When it comes to text-based tasks, what models come to mind? Deep learning models like BERT and GPT are prominent choices due to their powerful language understanding capabilities.
Prepare your deep learning model. Ensure to split your data into training, validation, and testing subsets, choose a fitting loss function such as binary cross-entropy for binary outcomes, select an optimizer like Adam for efficient learning, and construct your neural network layers thoughtfully.

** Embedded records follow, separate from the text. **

/*
 * Copyright Amazon.com, Inc. or its affiliates. All Rights Reserved.
 * SPDX-License-Identifier: Apache-2.0.
 */

use percent_encoding::{AsciiSet, CONTROLS};

/// Characters that must be percent-encoded in path labels and query values
pub(crate) const BASE_SET: &AsciiSet = &CONTROLS
    .add(b' ')
    .add(b'/')
    .add(b':')
    .add(b',')
    .add(b'?')
    .add(b'#')
    .add(b'[')
    .add(b']')
    .add(b'{')
    .add(b'}')
    .add(b'|')
    .add(b'@')
    .add(b'!')
    .add(b'$')
    .add(b'&')
    .add(b'\'')
    .add(b'(')
    .add(b')')
    .add(b'*')
    .add(b'+')
    .add(b';')
    .add(b'=')
    .add(b'%')
    .add(b'<')
    .add(b'>')
    .add(b'"')
    .add(b'^')
    .add(b'`')
    .add(b'\\');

Decide on evaluation metrics that will effectively measure your model's performance. Precision, recall, and accuracy are standard metrics, but considering the specifics of the task, such as the cost of false positives versus false negatives, can guide you in emphasizing the most relevant metric for your particular problem.
Please note that this is just one way to perform this ML task. By following the steps outlined in the hints above, you could derive a solution that looks quite different from the below e.g. you may use other encoding/tokenizing methods for text preprocessing. You may also use a different model with different layer configurations (if applicable).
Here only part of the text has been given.